I know that we open sourced some of the Terraform code to get the Sigstore tools… Because the idea is that you can also – everything in Sigstore is open source, so you can download any of the components, run it separately, or you can run the whole thing inside of your premises if you want to.

[34:11] Some of the work that we’ve been doing for GA has been open source; some of the Helm charts, some of the Terraform was going to be open source as well… I don’t know if – I don’t have it right here at hand, but I can certainly get it ready later.

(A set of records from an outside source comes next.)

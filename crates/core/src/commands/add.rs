use log::warn;

use crate::error::{Error, Result};
use crate::model::RecordCollection;
use crate::record::Record;

use super::CommandResult;

pub const COMMAND_WORD: &str = "add";

pub const MESSAGE_USAGE: &str = "add: Adds an application. \
Parameters: n/NAME [p/PHONE] [e/EMAIL] [a/ADDRESS] [r/REMARK] [s/STATUS] [t/TAG]...\n\
Example: add n/Acme Corp p/+65 6123 4567 e/careers@acme.com s/applied t/remote";

#[derive(Debug, Clone, PartialEq, Eq)]
pub struct AddCommand {
    record: Record,
}

impl AddCommand {
    #[must_use]
    pub fn new(record: Record) -> Self {
        Self { record }
    }

    #[must_use]
    pub fn record(&self) -> &Record {
        &self.record
    }

    pub(crate) fn execute(&self, model: &mut dyn RecordCollection) -> Result<CommandResult> {
        if model.exists(&self.record.name) {
            warn!("Refusing to add duplicate application `{}`", self.record.name);
            return Err(Error::DuplicateRecord(self.record.name.to_string()));
        }

        model.insert(self.record.clone());
        Ok(CommandResult::completed(format!(
            "New application added: {}",
            self.record
        )))
    }
}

Yeah, that’s okay. I’m more curious about how it all fits together; the overview of the different components, like the architectural diagram, I suppose… That’s always worth a thousand words. Just understanding at a high level, and to have a better appreciation for how – I don’t wanna say complex, but how challenging it is to solve this in a simple way. In a way that just makes sense, and everyone agrees with, and everyone says “Yup, this will work.” Just basically seeing that.

Even for Changelog, for example - I still think about the architectural diagram which I drew I think in 2019. I still keep going back to that, and I wish I was able to update that… And I’m wondering – because then the question becomes “What tooling are you using for that? Oh, that’s a very interesting-looking diagram. Is it ASCII art, is it something else? Let me see.” And before you know it, that in itself generates another conversation.

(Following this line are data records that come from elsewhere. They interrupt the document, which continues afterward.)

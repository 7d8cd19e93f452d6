use std::fmt::{Display, Formatter};

use itertools::Itertools;

use crate::fields::Status;
use crate::record::Record;

/// Decides which records the displayed list shows.
///
/// A record matches when the status is unspecified or equal, and when no tag
/// keywords are given or some keyword occurs, ignoring case, inside one of the
/// record's tags. The default filter matches everything.
#[derive(Debug, Clone, Default, PartialEq, Eq)]
pub struct RecordFilter {
    status: Option<Status>,
    tag_keywords: Vec<String>,
}

impl RecordFilter {
    #[must_use]
    pub fn new(status: Option<Status>, tag_keywords: &[String]) -> Self {
        Self {
            status,
            tag_keywords: tag_keywords
                .iter()
                .map(|keyword| keyword.to_lowercase())
                .collect(),
        }
    }

    #[must_use]
    pub fn show_all() -> Self {
        Self::default()
    }

    #[must_use]
    pub fn is_show_all(&self) -> bool {
        self.status.is_none() && self.tag_keywords.is_empty()
    }

    #[must_use]
    pub fn matches(&self, record: &Record) -> bool {
        let status_matches = self.status.is_none_or(|status| record.status == status);

        let tags_match = self.tag_keywords.is_empty()
            || self.tag_keywords.iter().any(|keyword| {
                record
                    .tags
                    .iter()
                    .any(|tag| tag.as_str().to_lowercase().contains(keyword.as_str()))
            });

        status_matches && tags_match
    }
}

impl Display for RecordFilter {
    fn fmt(&self, formatter: &mut Formatter<'_>) -> std::fmt::Result {
        match (&self.status, self.tag_keywords.is_empty()) {
            (None, true) => formatter.write_str("all applications"),
            (Some(status), true) => write!(formatter, "status {status}"),
            (None, false) => write!(formatter, "tags matching {}", self.tag_keywords.iter().join(", ")),
            (Some(status), false) => write!(
                formatter,
                "status {status} and tags matching {}",
                self.tag_keywords.iter().join(", ")
            ),
        }
    }
}

#[cfg(test)]
mod tests {
    use super::*;
    use crate::fields::{Name, Tag};

    fn record_with(status: Status, tags: &[&str]) -> Record {
        let mut record = Record::named(Name::parse("Acme").unwrap());
        record.status = status;
        record.tags = tags.iter().map(|tag| Tag::parse(tag).unwrap()).collect();
        record
    }

    #[test]
    fn test_tag_keyword_is_case_insensitive_substring() {
        let record = record_with(Status::Applied, &["remote-work"]);
        assert!(RecordFilter::new(None, &["rem".to_string()]).matches(&record));
        assert!(RecordFilter::new(None, &["WORK".to_string()]).matches(&record));
        assert!(!RecordFilter::new(None, &["xyz".to_string()]).matches(&record));
    }

    #[test]
    fn test_any_keyword_suffices() {
        let record = record_with(Status::Applied, &["fintech"]);
        let filter = RecordFilter::new(None, &["xyz".to_string(), "fin".to_string()]);
        assert!(filter.matches(&record));
    }

    #[test]
    fn test_status_and_tags_must_both_match() {
        let record = record_with(Status::Offer, &["remote"]);
        let keywords = ["remote".to_string()];
        assert!(RecordFilter::new(Some(Status::Offer), &keywords).matches(&record));
        assert!(!RecordFilter::new(Some(Status::Rejected), &keywords).matches(&record));
        assert!(RecordFilter::new(Some(Status::Offer), &[]).matches(&record));
    }

    #[test]
    fn test_untagged_record_fails_keyword_filter() {
        let record = record_with(Status::Offer, &[]);
        assert!(!RecordFilter::new(None, &["remote".to_string()]).matches(&record));
        assert!(RecordFilter::show_all().matches(&record));
    }
}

But being able to appreciate just how big this thing is I think would go a long way, that’s what I’m thinking.

Yeah. I was in charge of defining the IM, and the groups, and defining the part of the access to the project… So I can check with the folks running the infrastructure and see what we can get.

Okay. So the other talk that you’ll be involved with - this is one that you’re co-presenting - is the one about releasing Kubernetes less often, and making it more secure. So I’m intrigued by both the less often part, and the more secure part. But I think the more secure part - we’ve covered it fairly well in talking about Sigstore, and BOMs, and Cosign, and the transparency log, and all of that. So why releasing Kubernetes less often? What is the story behind that?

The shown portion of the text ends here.